> **Task**
When a line in the listing below contains the word "offer", return a copy of that line.
╭─ Extracted information
/*!
 * Scoped transaction guard
 *
 * A use case opens a [`Transaction`] at the top, threads `&mut Transaction`
 * through every service call, and ends it with [`Transaction::commit`] or
 * [`Transaction::rollback`]. A transaction that goes out of scope unfinished
 * is rolled back. Notifications for the plugin manager are queued with
 * [`Transaction::defer`] and handed back only after a successful commit.
 */

use tracing::{debug, warn};
use uuid::Uuid;

use super::{Store, UnitOfWork};
use crate::events::OrderNotification;
use crate::repositories::{
    FulfillmentRepository, OrderEventRepository, OrderRepository, PaymentRepository,
    SaleRepository, StockRepository, StoreError, VoucherRepository,
};

pub struct Transaction {
    id: Uuid,
    unit: Box<dyn UnitOfWork>,
    deferred: Vec<OrderNotification>,
    finished: bool,
}

impl Transaction {
    pub async fn begin(store: &dyn Store) -> Result<Self, StoreError> {
        let unit = store.begin_unit().await?;
        let id = Uuid::new_v4();
        debug!(transaction_id = %id, "transaction started");
        Ok(Self {
            id,
            unit,
            deferred: Vec::new(),
            finished: false,
        })
    }

    pub fn id(&self) -> Uuid {
        self.id
    }

    pub fn orders(&mut self) -> &mut dyn OrderRepository {
        self.unit.orders()
    }

    pub fn stocks(&mut self) -> &mut dyn StockRepository {
        self.unit.stocks()
    }

    pub fn fulfillments(&mut self) -> &mut dyn FulfillmentRepository {
        self.unit.fulfillments()
    }

    pub fn order_events(&mut self) -> &mut dyn OrderEventRepository {
        self.unit.order_events()
    }

    pub fn vouchers(&mut self) -> &mut dyn VoucherRepository {
        self.unit.vouchers()
    }

    pub fn sales(&mut self) -> &mut dyn SaleRepository {
        self.unit.sales()
    }

    pub fn payments(&mut self) -> &mut dyn PaymentRepository {
        self.unit.payments()
    }

    /// Queues a notification to be sent once the transaction commits.
    pub fn defer(&mut self, notification: OrderNotification) {
        self.deferred.push(notification);
    }

    pub fn deferred(&self) -> &[OrderNotification] {
        &self.deferred
    }

    /// Commits and returns the queued notifications in the order they were
    /// deferred.
    pub async fn commit(mut self) -> Result<Vec<OrderNotification>, StoreError> {
        self.unit.commit().await?;
        self.finished = true;
        debug!(transaction_id = %self.id, "transaction committed");
        Ok(std::mem::take(&mut self.deferred))
    }

    pub async fn rollback(mut self) -> Result<(), StoreError> {
        self.finished = true;
        self.unit.rollback().await
    }
}

impl Drop for Transaction {
    fn drop(&mut self) {
        if !self.finished {
            warn!(
                transaction_id = %self.id,
                discarded_notifications = self.deferred.len(),
                "transaction dropped without commit, rolled back"
            );
        }
    }
}
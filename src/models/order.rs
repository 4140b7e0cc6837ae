use chrono::{DateTime, Utc};
use serde::{Deserialize, Serialize};
use strum::{AsRefStr, Display, EnumIter, EnumString};
use uuid::Uuid;

use crate::money::{Currency, Money, TaxedMoney};

/// Lifecycle status of an order.
#[derive(
    Clone,
    Copy,
    Debug,
    PartialEq,
    Eq,
    Hash,
    Serialize,
    Deserialize,
    Display,
    EnumString,
    EnumIter,
    AsRefStr,
)]
#[serde(rename_all = "snake_case")]
#[strum(serialize_all = "snake_case")]
pub enum OrderStatus {
    /// Staff-built order that has not been placed.
    Draft,
    /// Placed but waiting for staff confirmation.
    Unconfirmed,
    Unfulfilled,
    PartiallyFulfilled,
    PartiallyReturned,
    Returned,
    Fulfilled,
    Canceled,
}

impl OrderStatus {
    /// Statuses in which lines and discounts may still be edited.
    pub fn is_editable(&self) -> bool {
        matches!(self, OrderStatus::Draft | OrderStatus::Unconfirmed)
    }

    /// Statuses in which fulfillments may be created.
    pub fn accepts_fulfillments(&self) -> bool {
        !matches!(
            self,
            OrderStatus::Draft | OrderStatus::Unconfirmed | OrderStatus::Canceled
        )
    }
}

/// Order aggregate root.
#[derive(Clone, Debug, PartialEq, Serialize, Deserialize)]
pub struct Order {
    pub id: Uuid,

    /// Customer account, absent for guest checkouts.
    pub user_id: Option<Uuid>,

    pub user_email: Option<String>,

    /// Sales channel the order was placed in.
    pub channel_id: Uuid,

    /// Fixed at creation; the store rejects later changes.
    pub currency: Currency,

    pub status: OrderStatus,

    pub voucher_id: Option<Uuid>,

    pub shipping_method_id: Option<Uuid>,

    /// ISO country code of the shipping address.
    pub shipping_country: Option<String>,

    pub billing_address_id: Option<Uuid>,

    pub shipping_address_id: Option<Uuid>,

    pub shipping_price: TaxedMoney,

    /// Sum of line totals after line-level discounts.
    pub subtotal: TaxedMoney,

    /// Subtotal plus shipping before any discount.
    pub undiscounted_total: TaxedMoney,

    /// Order-level discount applied to the total.
    pub discount_amount: Money,

    pub total: TaxedMoney,

    /// Captured minus refunded, derived from the payment ledger.
    pub total_paid: Money,

    pub customer_note: Option<String>,

    pub created_at: DateTime<Utc>,

    pub updated_at: DateTime<Utc>,
}

impl Order {
    pub fn new(channel_id: Uuid, currency: Currency, status: OrderStatus) -> Self {
        let now = Utc::now();
        Self {
            id: Uuid::new_v4(),
            user_id: None,
            user_email: None,
            channel_id,
            currency,
            status,
            voucher_id: None,
            shipping_method_id: None,
            shipping_country: None,
            billing_address_id: None,
            shipping_address_id: None,
            shipping_price: TaxedMoney::zero(currency),
            subtotal: TaxedMoney::zero(currency),
            undiscounted_total: TaxedMoney::zero(currency),
            discount_amount: Money::zero(currency),
            total: TaxedMoney::zero(currency),
            total_paid: Money::zero(currency),
            customer_note: None,
            created_at: now,
            updated_at: now,
        }
    }

    pub fn is_draft(&self) -> bool {
        self.status == OrderStatus::Draft
    }

    pub fn is_fully_paid(&self) -> bool {
        self.total_paid.amount >= self.total.gross.amount
    }

    /// Email used for per-customer voucher bookkeeping.
    pub fn customer_email(&self) -> Option<&str> {
        self.user_email.as_deref().filter(|email| !email.is_empty())
    }
}

/// Filter for [`crate::repositories::OrderRepository::filter_by_options`].
#[derive(Clone, Debug, Default)]
pub struct OrderFilterOptions {
    pub statuses: Option<Vec<OrderStatus>>,
    pub user_id: Option<Uuid>,
    pub channel_id: Option<Uuid>,
    pub voucher_id: Option<Uuid>,
    pub created_after: Option<DateTime<Utc>>,
}

impl OrderFilterOptions {
    pub fn matches(&self, order: &Order) -> bool {
        self.statuses
            .as_ref()
            .map_or(true, |statuses| statuses.contains(&order.status))
            && self.user_id.map_or(true, |id| order.user_id == Some(id))
            && self.channel_id.map_or(true, |id| order.channel_id == id)
            && self.voucher_id.map_or(true, |id| order.voucher_id == Some(id))
            && self
                .created_after
                .map_or(true, |after| order.created_at > after)
    }
}
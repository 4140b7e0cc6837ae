//! Storage seams consumed by the services. Every method runs inside the
//! unit of work that handed out the repository.

use async_trait::async_trait;
use chrono::{DateTime, Utc};
use thiserror::Error;
use uuid::Uuid;

use crate::models::{
    Allocation, Fulfillment, Order, OrderDiscount, OrderEvent, OrderFilterOptions, OrderLine,
    Payment, Sale, Stock, Voucher,
};

pub mod memory;

#[derive(Debug, Clone, PartialEq, Eq, Error)]
pub enum StoreError {
    #[error("{entity} {id} not found")]
    NotFound { entity: &'static str, id: String },

    #[error("Invalid input: {0}")]
    InvalidInput(String),

    #[error("Conflict: {0}")]
    Conflict(String),

    #[error("Internal storage error: {0}")]
    Internal(String),
}

impl StoreError {
    pub fn not_found(entity: &'static str, id: impl ToString) -> Self {
        StoreError::NotFound {
            entity,
            id: id.to_string(),
        }
    }
}

#[async_trait]
pub trait OrderRepository: Send {
    async fn get(&mut self, id: Uuid) -> Result<Order, StoreError>;
    /// Inserts or updates. The currency of an existing order cannot change.
    async fn save(&mut self, order: &Order) -> Result<(), StoreError>;
    async fn filter_by_options(
        &mut self,
        options: &OrderFilterOptions,
    ) -> Result<Vec<Order>, StoreError>;

    /// Lines of an order in insertion order.
    async fn lines(&mut self, order_id: Uuid) -> Result<Vec<OrderLine>, StoreError>;
    async fn line(&mut self, id: Uuid) -> Result<OrderLine, StoreError>;
    async fn save_line(&mut self, line: &OrderLine) -> Result<(), StoreError>;
    async fn delete_line(&mut self, id: Uuid) -> Result<(), StoreError>;

    async fn discounts(&mut self, order_id: Uuid) -> Result<Vec<OrderDiscount>, StoreError>;
    async fn discount(&mut self, id: Uuid) -> Result<OrderDiscount, StoreError>;
    async fn save_discount(&mut self, discount: &OrderDiscount) -> Result<(), StoreError>;
    async fn delete_discount(&mut self, id: Uuid) -> Result<(), StoreError>;
}

#[async_trait]
pub trait StockRepository: Send {
    /// Reads a stock row; the unit of work holds it locked until it ends.
    async fn get_for_update(
        &mut self,
        variant_id: Uuid,
        warehouse_id: Uuid,
    ) -> Result<Option<Stock>, StoreError>;
    async fn get(&mut self, id: Uuid) -> Result<Stock, StoreError>;
    /// Stock rows of a variant ordered by warehouse id.
    async fn for_variant(&mut self, variant_id: Uuid) -> Result<Vec<Stock>, StoreError>;
    async fn save(&mut self, stock: &Stock) -> Result<(), StoreError>;
    /// Subtracts `quantity`, flooring at zero, and returns the updated row.
    async fn decrement_for_variant_and_warehouse(
        &mut self,
        variant_id: Uuid,
        warehouse_id: Uuid,
        quantity: i32,
    ) -> Result<Stock, StoreError>;

    async fn allocations_for_lines(
        &mut self,
        order_line_ids: &[Uuid],
    ) -> Result<Vec<Allocation>, StoreError>;
    async fn allocations_for_stock(&mut self, stock_id: Uuid)
        -> Result<Vec<Allocation>, StoreError>;
    async fn save_allocation(&mut self, allocation: &Allocation) -> Result<(), StoreError>;
    async fn delete_allocation(&mut self, id: Uuid) -> Result<(), StoreError>;
}

#[async_trait]
pub trait FulfillmentRepository: Send {
    /// Reads a fulfillment; the unit of work holds it locked until it ends.
    async fn get_for_update(&mut self, id: Uuid) -> Result<Fulfillment, StoreError>;
    /// Fulfillments of an order ordered by `fulfillment_order`.
    async fn for_order(&mut self, order_id: Uuid) -> Result<Vec<Fulfillment>, StoreError>;
    async fn save(&mut self, fulfillment: &Fulfillment) -> Result<(), StoreError>;
    async fn delete(&mut self, id: Uuid) -> Result<(), StoreError>;
}

#[async_trait]
pub trait OrderEventRepository: Send {
    /// Appends an event. Existing events are never replaced.
    async fn save(&mut self, event: &OrderEvent) -> Result<(), StoreError>;
    async fn for_order(&mut self, order_id: Uuid) -> Result<Vec<OrderEvent>, StoreError>;
}

#[async_trait]
pub trait VoucherRepository: Send {
    async fn get(&mut self, id: Uuid) -> Result<Voucher, StoreError>;
    async fn get_by_code(&mut self, code: &str) -> Result<Voucher, StoreError>;
    async fn save(&mut self, voucher: &Voucher) -> Result<(), StoreError>;
    async fn customer_usage_exists(
        &mut self,
        voucher_id: Uuid,
        customer_email: &str,
    ) -> Result<bool, StoreError>;
    async fn add_customer_usage(
        &mut self,
        voucher_id: Uuid,
        customer_email: &str,
    ) -> Result<(), StoreError>;
    async fn remove_customer_usage(
        &mut self,
        voucher_id: Uuid,
        customer_email: &str,
    ) -> Result<(), StoreError>;
}

#[async_trait]
pub trait SaleRepository: Send {
    async fn get(&mut self, id: Uuid) -> Result<Sale, StoreError>;
    async fn save(&mut self, sale: &Sale) -> Result<(), StoreError>;
    /// Sales running at `at`.
    async fn active(&mut self, at: DateTime<Utc>) -> Result<Vec<Sale>, StoreError>;
}

/// Read-only access to the payment ledger.
#[async_trait]
pub trait PaymentRepository: Send {
    async fn for_order(&mut self, order_id: Uuid) -> Result<Vec<Payment>, StoreError>;
}
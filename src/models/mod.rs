pub mod catalogue;
pub mod fulfillment;
pub mod order;
pub mod order_discount;
pub mod order_event;
pub mod order_line;
pub mod payment;
pub mod sale;
pub mod stock;
pub mod voucher;

pub use catalogue::Catalogue;
pub use fulfillment::{Fulfillment, FulfillmentLine, FulfillmentStatus};
pub use order::{Order, OrderFilterOptions, OrderStatus};
pub use order_discount::{DiscountInput, DiscountValueType, OrderDiscount, OrderDiscountType};
pub use order_event::{OrderEvent, OrderEventOption, OrderEventType};
pub use order_line::{OrderLine, VariantSnapshot};
pub use payment::{ChargeStatus, Payment, PaymentTransaction, TransactionKind};
pub use sale::{Sale, SaleChannelListing};
pub use stock::{Allocation, Stock};
pub use voucher::{Voucher, VoucherChannelListing, VoucherCustomer, VoucherType};
use chrono::Utc;
use http::StatusCode;
use serde::{Deserialize, Serialize};
use serde_json::json;
use uuid::Uuid;

use crate::money::{Money, MoneyError};
use crate::repositories::StoreError;

/// A discount or voucher cannot be applied to the order in its current
/// state. Recoverable; shown to the customer.
#[derive(Debug, Clone, PartialEq, Eq, Serialize, Deserialize, thiserror::Error)]
#[error("{message}")]
pub struct NotApplicable {
    pub message: String,
    #[serde(skip_serializing_if = "Option::is_none")]
    pub min_spent: Option<Money>,
    #[serde(skip_serializing_if = "Option::is_none")]
    pub min_checkout_items_quantity: Option<i32>,
}

impl NotApplicable {
    pub fn new(message: impl Into<String>) -> Self {
        Self {
            message: message.into(),
            min_spent: None,
            min_checkout_items_quantity: None,
        }
    }

    pub fn min_spent(min_spent: Money) -> Self {
        Self {
            message: format!(
                "This offer is only valid for orders over {}",
                min_spent.amount
            ),
            min_spent: Some(min_spent),
            min_checkout_items_quantity: None,
        }
    }

    pub fn min_checkout_items_quantity(min: i32) -> Self {
        Self {
            message: format!(
                "This offer is only valid for orders with minimum of {} items",
                min
            ),
            min_spent: None,
            min_checkout_items_quantity: Some(min),
        }
    }
}

/// One line that could not be fulfilled or allocated.
#[derive(Debug, Clone, PartialEq, Eq, Serialize, Deserialize)]
pub struct InsufficientStockItem {
    pub order_line_id: Option<Uuid>,
    pub variant_id: Option<Uuid>,
    pub warehouse_id: Option<Uuid>,
    pub requested: i32,
    pub available: i32,
}

#[derive(Debug, Clone, PartialEq, Eq, Serialize, Deserialize, thiserror::Error)]
#[error("Insufficient stock for {} line(s)", .items.len())]
pub struct InsufficientStock {
    pub items: Vec<InsufficientStockItem>,
}

impl InsufficientStock {
    pub fn references_line(&self, order_line_id: Uuid) -> bool {
        self.items
            .iter()
            .any(|item| item.order_line_id == Some(order_line_id))
    }
}

#[derive(Debug, thiserror::Error)]
pub enum OrderError {
    #[error(transparent)]
    NotApplicable(#[from] NotApplicable),

    #[error(transparent)]
    InsufficientStock(#[from] InsufficientStock),

    #[error("Invalid state: {0}")]
    InvalidState(String),

    #[error("Not found: {0}")]
    NotFound(String),

    #[error("Validation error: {0}")]
    Validation(String),

    #[error("Money error: {0}")]
    Money(MoneyError),

    #[error("Storage error: {0}")]
    Store(#[from] StoreError),

    #[error("Internal error: {0}")]
    Internal(String),
}

impl From<MoneyError> for OrderError {
    fn from(error: MoneyError) -> Self {
        match error {
            MoneyError::Overflow(_) => OrderError::Validation(error.to_string()),
            other => OrderError::Money(other),
        }
    }
}

impl From<validator::ValidationErrors> for OrderError {
    fn from(errors: validator::ValidationErrors) -> Self {
        OrderError::Validation(errors.to_string())
    }
}

impl OrderError {
    pub fn status_code(&self) -> StatusCode {
        match self {
            OrderError::NotApplicable(_) | OrderError::Validation(_) => StatusCode::BAD_REQUEST,
            OrderError::InsufficientStock(_) | OrderError::InvalidState(_) => StatusCode::CONFLICT,
            OrderError::NotFound(_) => StatusCode::NOT_FOUND,
            OrderError::Store(StoreError::NotFound { .. }) => StatusCode::NOT_FOUND,
            OrderError::Store(StoreError::InvalidInput(_)) => StatusCode::BAD_REQUEST,
            OrderError::Store(StoreError::Conflict(_)) => StatusCode::CONFLICT,
            OrderError::Store(StoreError::Internal(_))
            | OrderError::Money(_)
            | OrderError::Internal(_) => StatusCode::INTERNAL_SERVER_ERROR,
        }
    }

    pub fn is_not_applicable(&self) -> bool {
        matches!(self, OrderError::NotApplicable(_))
    }
}

/// Body returned by the API layer for a failed order operation.
#[derive(Debug, Clone, Serialize, Deserialize)]
pub struct ErrorResponse {
    /// HTTP status category, e.g. "Bad Request"
    pub error: String,
    /// Machine-readable error code
    pub code: String,
    pub message: String,
    /// Input field the error is attributed to
    #[serde(skip_serializing_if = "Option::is_none")]
    pub field: Option<String>,
    #[serde(skip_serializing_if = "Option::is_none")]
    pub details: Option<serde_json::Value>,
    pub timestamp: String,
}

impl From<&OrderError> for ErrorResponse {
    fn from(error: &OrderError) -> Self {
        let status = error.status_code();
        let (code, message, field, details) = match error {
            OrderError::NotApplicable(err) => (
                "voucher_not_applicable",
                err.message.clone(),
                Some("voucher"),
                Some(json!({
                    "min_spent": err.min_spent,
                    "min_checkout_items_quantity": err.min_checkout_items_quantity,
                })),
            ),
            OrderError::InsufficientStock(err) => (
                "insufficient_stock",
                err.to_string(),
                Some("lines"),
                Some(json!({ "items": err.items })),
            ),
            OrderError::Validation(msg) => ("validation_error", msg.clone(), None, None),
            OrderError::NotFound(msg) => ("not_found", msg.clone(), None, None),
            OrderError::InvalidState(_) => (
                "invalid_state",
                "The operation is not allowed in the current state".to_string(),
                None,
                None,
            ),
            OrderError::Store(StoreError::NotFound { .. }) => (
                "not_found",
                "The requested resource was not found".to_string(),
                None,
                None,
            ),
            _ => (
                "internal_error",
                "An internal error occurred".to_string(),
                None,
                None,
            ),
        };
        Self {
            error: status.canonical_reason().unwrap_or("Error").to_string(),
            code: code.to_string(),
            message,
            field: field.map(str::to_string),
            details,
            timestamp: Utc::now().to_rfc3339(),
        }
    }
}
╰─
> **Expected answer**
                "This offer is only valid for orders over {}",
                "This offer is only valid for orders with minimum of {} items",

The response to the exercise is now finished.